## DESCRIPTION OF THE TASK
In the entries below, find the lines that include "DegenerateGeometry" and give their number as the whole reply.

* * * *

//! Face and vertex normals.
//!
//! Vertex normals are accumulated from the normals of incident faces, either
//! with equal weight per face ([`NormalWeighting::Equal`], the weighting the
//! mutable-diffusion filter uses) or proportionally to face area
//! ([`NormalWeighting::Area`]).

use nalgebra::{Point3, Vector3};

use crate::error::{GeometryDefect, Result, SmoothError};
use crate::mesh::SurfaceMesh;

/// How incident face normals are combined into a vertex normal.
#[derive(Debug, Clone, Copy, PartialEq, Eq, Default)]
pub enum NormalWeighting {
    /// Every incident face contributes its unit normal.
    #[default]
    Equal,
    /// Every incident face contributes its normal scaled by its area.
    Area,
}

/// Unit normal of the triangle `(p0, p1, p2)`, or zero if it has no area.
pub fn triangle_normal(p0: &Point3<f64>, p1: &Point3<f64>, p2: &Point3<f64>) -> Vector3<f64> {
    let n = (p1 - p0).cross(&(p2 - p0));
    n.try_normalize(0.0).unwrap_or_else(Vector3::zeros)
}

/// Unit normal of every face.
pub fn face_normals(vertices: &[Point3<f64>], faces: &[[usize; 3]]) -> Vec<Vector3<f64>> {
    faces
        .iter()
        .map(|&[a, b, c]| triangle_normal(&vertices[a], &vertices[b], &vertices[c]))
        .collect()
}

/// Area of every face.
pub fn face_areas(vertices: &[Point3<f64>], faces: &[[usize; 3]]) -> Vec<f64> {
    faces
        .iter()
        .map(|&[a, b, c]| {
            let e1 = vertices[b] - vertices[a];
            let e2 = vertices[c] - vertices[a];
            0.5 * e1.cross(&e2).norm()
        })
        .collect()
}

/// Compute a unit normal for every vertex from the given positions.
///
/// # Errors
///
/// Returns [`SmoothError::DegenerateGeometry`] with
/// [`GeometryDefect::ZeroNormal`] for the first vertex whose incident face
/// normals cancel out, or that has no incident face at all.
pub fn vertex_normals(
    vertices: &[Point3<f64>],
    faces: &[[usize; 3]],
    weighting: NormalWeighting,
) -> Result<Vec<Vector3<f64>>> {
    let mut sums = vec![Vector3::zeros(); vertices.len()];
    // Total magnitude of the contributions, so cancellation is judged
    // relative to the size of what was summed.
    let mut magnitudes = vec![0.0; vertices.len()];

    for &[a, b, c] in faces {
        let cross = (vertices[b] - vertices[a]).cross(&(vertices[c] - vertices[a]));
        let contribution = match weighting {
            NormalWeighting::Equal => cross.try_normalize(0.0).unwrap_or_else(Vector3::zeros),
            NormalWeighting::Area => cross * 0.5,
        };
        let size = contribution.norm();

        for v in [a, b, c] {
            sums[v] += contribution;
            magnitudes[v] += size;
        }
    }

    sums.into_iter()
        .zip(magnitudes)
        .enumerate()
        .map(|(vertex, (sum, magnitude))| {
            let len = sum.norm();
            if magnitude > 0.0 && len > 1e-12 * magnitude {
                Ok(sum / len)
            } else {
                Err(SmoothError::DegenerateGeometry(GeometryDefect::ZeroNormal { vertex }))
            }
        })
        .collect()
}

/// Equal-weighted vertex normals of a mesh.
///
/// This is the normal field the mutable-diffusion filter consults, so it
/// shares [`vertex_normals`] and its cancellation check.
pub fn get_vertices_normals<M: SurfaceMesh + ?Sized>(mesh: &M) -> Result<Vec<Vector3<f64>>> {
    vertex_normals(mesh.vertices(), mesh.faces(), NormalWeighting::Equal)
}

* * * *

## ANSWER FOR THE TASK
2